* _Data shown_:
= = = = =
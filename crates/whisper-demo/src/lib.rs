//! Shared setup for the demo binaries.
//!
//! Both demos take `--config` and `--log-level`, install a tracing subscriber
//! and connect a [`ChainClient`] from the `[node]` section.

use clap::Args;
use std::path::PathBuf;
use std::sync::Arc;
use whisper_client::{ChainClient, ClientError, ClientSettings};
use whisper_config::Config;

/// Command-line arguments common to every demo.
#[derive(Args, Debug, Clone)]
pub struct CommonArgs {
	/// Path to configuration file
	#[arg(short, long, default_value = "config.toml")]
	pub config: PathBuf,

	/// Log level (trace, debug, info, warn, error)
	#[arg(short, long, default_value = "info")]
	pub log_level: String,
}

/// Installs a formatting subscriber. `RUST_LOG` takes precedence over
/// `log_level`.
pub fn init_tracing(log_level: &str) {
	use tracing_subscriber::{fmt, EnvFilter};

	let env_filter =
		EnvFilter::try_from_default_env().unwrap_or_else(|_| EnvFilter::new(log_level));

	fmt().with_env_filter(env_filter).with_target(true).init();
}

/// Polling settings taken from the `[node]` section.
pub fn client_settings(config: &Config) -> ClientSettings {
	ClientSettings {
		poll_interval: config.node.poll_interval(),
		confirmation_timeout: config.node.confirmation_timeout(),
	}
}

/// Connects to the configured node.
pub async fn connect(config: &Config) -> Result<Arc<ChainClient>, ClientError> {
	let client = ChainClient::connect(&config.node.rpc_url, client_settings(config)).await?;
	Ok(Arc::new(client))
}

#[cfg(test)]
mod tests {
	use super::*;
	use std::time::Duration;
	use whisper_config::ConfigBuilder;

	#[test]
	fn test_client_settings_follow_node_section() {
		let config = ConfigBuilder::new()
			.poll_interval_ms(250)
			.confirmation_timeout_seconds(15)
			.build();

		let settings = client_settings(&config);
		assert_eq!(settings.poll_interval, Duration::from_millis(250));
		assert_eq!(settings.confirmation_timeout, Duration::from_secs(15));
	}

	#[tokio::test]
	async fn test_connect_fails_for_unreachable_node() {
		let config = ConfigBuilder::new().rpc_url("http://127.0.0.1:1").build();
		let result = connect(&config).await;
		assert!(matches!(result, Err(ClientError::Connection(_))));
	}
}
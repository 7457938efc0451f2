//! Core types and configuration for the air-quality algorithms.
//!
//! This crate provides shared types used across all other crates:
//! - Hourly measurement series and the missing-value marker
//! - Summary statistics outputs (daily, diurnal)
//! - Configuration structures
//! - Common error types

pub mod config;
pub mod error;
pub mod types;

pub use config::Config;
pub use error::{Error, Result};
pub use types::*;
//! Null-aware reducers.
//!
//! Every reducer skips missing readings. Over an all-missing input `sum`,
//! `mean`, `min` and `max` return `None`, never zero or NaN.

use airq_core::{Reading, StatSummary};
use airq_ingestion::normalize_reading;
use ordered_float::OrderedFloat;

fn valid(values: &[Reading]) -> impl Iterator<Item = f64> + '_ {
    values.iter().filter_map(|&v| normalize_reading(v))
}

/// Number of non-missing readings.
pub fn count(values: &[Reading]) -> usize {
    valid(values).count()
}

/// Number of missing readings.
pub fn missing_count(values: &[Reading]) -> usize {
    values.len() - count(values)
}

/// Sum of non-missing readings, or `None` when there are none.
pub fn sum(values: &[Reading]) -> Reading {
    valid(values).fold(None, |acc, v| Some(acc.unwrap_or(0.0) + v))
}

/// Mean of non-missing readings. Always equals `sum / count` when `count > 0`.
pub fn mean(values: &[Reading]) -> Reading {
    let n = count(values);
    if n == 0 {
        return None;
    }
    sum(values).map(|s| s / n as f64)
}

/// Minimum non-missing reading.
pub fn min(values: &[Reading]) -> Reading {
    valid(values).map(OrderedFloat).min().map(|v| v.0)
}

/// Maximum non-missing reading.
pub fn max(values: &[Reading]) -> Reading {
    valid(values).map(OrderedFloat).max().map(|v| v.0)
}

/// Sum that does not skip gaps: any missing reading makes the result missing.
///
/// Backs the raw `daily_average` / `diurnal_average` outputs, which keep this
/// weaker policy instead of the null-aware one used by the statistics.
pub fn propagating_sum(values: &[Reading]) -> Reading {
    values
        .iter()
        .try_fold(0.0, |acc, &v| normalize_reading(v).map(|v| acc + v))
}

/// Count, min, mean and max of the non-missing readings.
pub fn summarize(values: &[Reading]) -> StatSummary {
    StatSummary {
        count: count(values),
        min: min(values),
        mean: mean(values),
        max: max(values),
    }
}

/// Round half away from zero to `digits` decimal places.
pub fn round_to(value: f64, digits: u32) -> f64 {
    let factor = 10f64.powi(i32::try_from(digits).unwrap_or(i32::MAX));
    let scaled = value * factor;
    if !scaled.is_finite() {
        return value;
    }
    scaled.round() / factor
}

/// Round every present reading; missing (and non-finite) readings come out as `None`.
pub fn round_and_normalize(values: &[Reading], digits: u32) -> Vec<Reading> {
    values
        .iter()
        .map(|&v| normalize_reading(v).map(|v| round_to(v, digits)))
        .collect()
}

/// Summarizes groups of readings and rounds the results for output.
#[derive(Debug, Clone, Copy)]
pub struct NullAwareAggregator {
    digits: u32,
}

impl NullAwareAggregator {
    /// Create an aggregator that rounds to `digits` decimal places.
    pub fn new(digits: u32) -> Self {
        Self { digits }
    }

    /// Decimal places kept in outputs.
    pub fn digits(&self) -> u32 {
        self.digits
    }

    /// Rounded summary of a group.
    pub fn summarize(&self, values: &[Reading]) -> StatSummary {
        summarize(values).map_values(|v| round_to(v, self.digits))
    }

    /// Rounded raw average: `propagating_sum / divisor`, missing if any reading
    /// is missing or the divisor is zero.
    pub fn raw_average(&self, values: &[Reading], divisor: usize) -> Reading {
        if divisor == 0 {
            return None;
        }
        propagating_sum(values).map(|s| round_to(s / divisor as f64, self.digits))
    }
}

impl Default for NullAwareAggregator {
    fn default() -> Self {
        Self::new(1)
    }
}

#[cfg(test)]
mod tests {
    use super::*;
    use approx::assert_relative_eq;

    fn mixed() -> Vec<Reading> {
        vec![Some(16.0), Some(2.0), Some(8.0), Some(f64::NAN), None, None, Some(6.0)]
    }

    fn all_missing() -> Vec<Reading> {
        vec![None, None, Some(f64::NAN), None, None]
    }

    #[test]
    fn test_reducers_skip_missing() {
        let x = mixed();
        assert_eq!(min(&x), Some(2.0));
        assert_eq!(max(&x), Some(16.0));
        assert_eq!(count(&x), 4);
        assert_eq!(missing_count(&x), 3);
        assert_eq!(sum(&x), Some(32.0));
        assert_eq!(mean(&x), Some(8.0));
    }

    #[test]
    fn test_all_missing_is_missing() {
        let x = all_missing();
        assert_eq!(min(&x), None);
        assert_eq!(max(&x), None);
        assert_eq!(count(&x), 0);
        assert_eq!(sum(&x), None);
        assert_eq!(mean(&x), None);
        assert_eq!(summarize(&x), StatSummary::empty());
        assert_eq!(summarize(&[]), StatSummary::empty());
    }

    #[test]
    fn test_sum_distinguishes_zero_from_no_data() {
        assert_eq!(sum(&[Some(0.0), None]), Some(0.0));
        assert_eq!(sum(&[None]), None);
    }

    #[test]
    fn test_negative_extremes() {
        let x = vec![Some(-1.5), Some(-7.25), None];
        assert_eq!(min(&x), Some(-7.25));
        assert_eq!(max(&x), Some(-1.5));
    }

    #[test]
    fn test_propagating_sum() {
        assert_eq!(propagating_sum(&[Some(1.0), Some(2.5)]), Some(3.5));
        assert_eq!(propagating_sum(&[Some(1.0), None]), None);
        assert_eq!(propagating_sum(&[Some(1.0), Some(f64::NAN)]), None);
    }

    #[test]
    fn test_round_to() {
        assert_eq!(round_to(1.123, 0), 1.0);
        assert_eq!(round_to(1.123, 1), 1.1);
        assert_eq!(round_to(1.123, 2), 1.12);
        assert_eq!(round_to(1.25, 1), 1.3);
        assert_eq!(round_to(-1.25, 1), -1.3);
        assert_eq!(round_to(-0.5, 0), -1.0);
        assert_eq!(round_to(f64::MAX, 3), f64::MAX);
        // Precision beyond f64 leaves the value as is.
        assert_eq!(round_to(1.25, u32::MAX), 1.25);
        assert_eq!(round_to(1.25, 400), 1.25);
    }

    #[test]
    fn test_round_and_normalize() {
        let x = vec![
            Some(1.0),
            Some(1.1),
            Some(1.12),
            Some(1.123),
            Some(f64::NAN),
            None,
        ];
        assert_eq!(
            round_and_normalize(&x, 1),
            vec![Some(1.0), Some(1.1), Some(1.1), Some(1.1), None, None]
        );
        assert_eq!(
            round_and_normalize(&x, 2),
            vec![Some(1.0), Some(1.1), Some(1.12), Some(1.12), None, None]
        );
        assert_eq!(
            round_and_normalize(&x, 3),
            vec![Some(1.0), Some(1.1), Some(1.12), Some(1.123), None, None]
        );
    }

    #[test]
    fn test_aggregator_rounds_summary() {
        let agg = NullAwareAggregator::default();
        let summary = agg.summarize(&[Some(1.04), Some(2.0), None, Some(3.0)]);
        assert_eq!(summary.count, 3);
        assert_eq!(summary.min, Some(1.0));
        assert_eq!(summary.mean, Some(2.0));
        assert_eq!(summary.max, Some(3.0));
    }

    #[test]
    fn test_raw_average() {
        let agg = NullAwareAggregator::new(2);
        assert_eq!(agg.digits(), 2);
        assert_eq!(agg.raw_average(&[Some(1.0), Some(2.0), Some(4.0)], 3), Some(2.33));
        assert_eq!(agg.raw_average(&[Some(1.0), None], 2), None);
        assert_eq!(agg.raw_average(&[], 0), None);
    }

    #[test]
    fn test_mean_matches_sum_over_count() {
        let x = vec![Some(0.1), Some(0.2), None, Some(0.3)];
        let expected = sum(&x).unwrap() / count(&x) as f64;
        assert_relative_eq!(mean(&x).unwrap(), expected);
    }
}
= = = = =
* _What you are asked to do_:
Using only the listing above, restate exactly the lines from the line containing "valid(values).map(OrderedFloat).min().map(|v| v.0)" through the line containing "pub fn round_to(value: f64, digits: u32)", both included.

* _Completed exercise_:
    valid(values).map(OrderedFloat).min().map(|v| v.0)
}

/// Maximum non-missing reading.
pub fn max(values: &[Reading]) -> Reading {
    valid(values).map(OrderedFloat).max().map(|v| v.0)
}

/// Sum that does not skip gaps: any missing reading makes the result missing.
///
/// Backs the raw `daily_average` / `diurnal_average` outputs, which keep this
/// weaker policy instead of the null-aware one used by the statistics.
pub fn propagating_sum(values: &[Reading]) -> Reading {
    values
        .iter()
        .try_fold(0.0, |acc, &v| normalize_reading(v).map(|v| acc + v))
}

/// Count, min, mean and max of the non-missing readings.
pub fn summarize(values: &[Reading]) -> StatSummary {
    StatSummary {
        count: count(values),
        min: min(values),
        mean: mean(values),
        max: max(values),
    }
}

/// Round half away from zero to `digits` decimal places.
pub fn round_to(value: f64, digits: u32) -> f64 {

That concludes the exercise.